The junta’s response came after last week’s meeting in Phnom Penh of Asean foreign ministers.
The foreign minister appointed by the Myanmar military was not invited to the meeting that concluded without any progress in resolving the crisis in Myanmar following the military coup on Feb.1, 2021.
Sokhonn, appointed to mediate the conflict, announced his intention to travel to Myanmar in mid-March without any conditions.
However, Malaysian Foreign Minister Saifuddin Abdullah urged him to also meet with the self-proclaimed National Unity Government (NUG), loyal to Suu Kyi.
Singapore’s Foreign Minister Vivian Balakrishnan said a solution was impossible without talking to Suu Kyi, sentenced to six years in prison and on trial for dozens of charges.

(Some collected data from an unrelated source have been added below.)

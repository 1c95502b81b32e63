//! Session domain model

pub mod entities;
pub mod state;
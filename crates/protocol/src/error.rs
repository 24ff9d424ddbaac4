//! The closed error taxonomy from spec section 7.

use uuid::Uuid;

/// Errors the engine can surface to a control client or to a running step.
#[derive(Debug, thiserror::Error)]
pub enum MockRtcError {
    /// An operation referenced an unknown peer or session.
    #[error("not found: {0}")]
    NotFound(String),

    /// A method was called on a closed connection, or a control channel /
    /// external attachment was attempted twice.
    #[error("invalid state: {0}")]
    InvalidState(String),

    /// The SDP mirror could not align a section between the foreign and
    /// local descriptions.
    #[error("mirror mismatch: {0}")]
    MirrorMismatch(String),

    /// The underlying ICE/DTLS/SCTP transport entered the `failed` state.
    #[error("transport failure for session {session_id}: {reason}")]
    TransportFailure { session_id: Uuid, reason: String },

    /// A message query was made while `recordMessages` was disabled.
    #[error("recording disabled for this peer")]
    RecordingDisabled,

    /// A control-channel message failed to parse or was of an unknown kind.
    #[error("protocol error: {0}")]
    ProtocolError(String),

    /// The underlying ICE/DTLS/SCTP stack (`webrtc-rs`) returned an error.
    /// `mockrtc-core` converts `webrtc::Error` into this variant at the call
    /// site so this crate doesn't need a direct dependency on `webrtc`.
    #[error("transport error: {0}")]
    TransportError(String),

    /// Wraps SDP/JSON (de)serialization failures encountered while building
    /// or mirroring a session description.
    #[error(transparent)]
    Serialization(#[from] serde_json::Error),
}

pub type Result<T> = std::result::Result<T, MockRtcError>;

#[cfg(test)]
mod tests {
    use super::*;

    #[test]
    fn display_messages_are_stable() {
        let err = MockRtcError::InvalidState("connection already closed".into());
        assert_eq!(err.to_string(), "invalid state: connection already closed");

        let err = MockRtcError::TransportFailure {
            session_id: Uuid::nil(),
            reason: "ice failed".into(),
        };
        assert!(err.to_string().contains("ice failed"));
    }

    #[test]
    fn recording_disabled_has_no_payload() {
        let err = MockRtcError::RecordingDisabled;
        assert_eq!(err.to_string(), "recording disabled for this peer");
    }
}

Sokhonn intends to talk with the military to implement the five-point consensus reached in April last year between the Asean leaders and the military junta led by General Min Aung Hlaing.
Cambodia currently holds the yearlong rotating presidency of the Association of Southeast Asian Nations.
The five points include an end to violence against civilians, a dialog between all parties to reach a peaceful solution, and the appointment of an Asean mediator and his visit to Myanmar.
But little progress has been made after the signing of the consensus pact that the military junta later described as “recommendations” and made subject to the security situation in the country,
Asean cites the “insufficient” progress made in its implementation as its argument to block the participation of the representatives of the military junta, including Min Aung Hlaing.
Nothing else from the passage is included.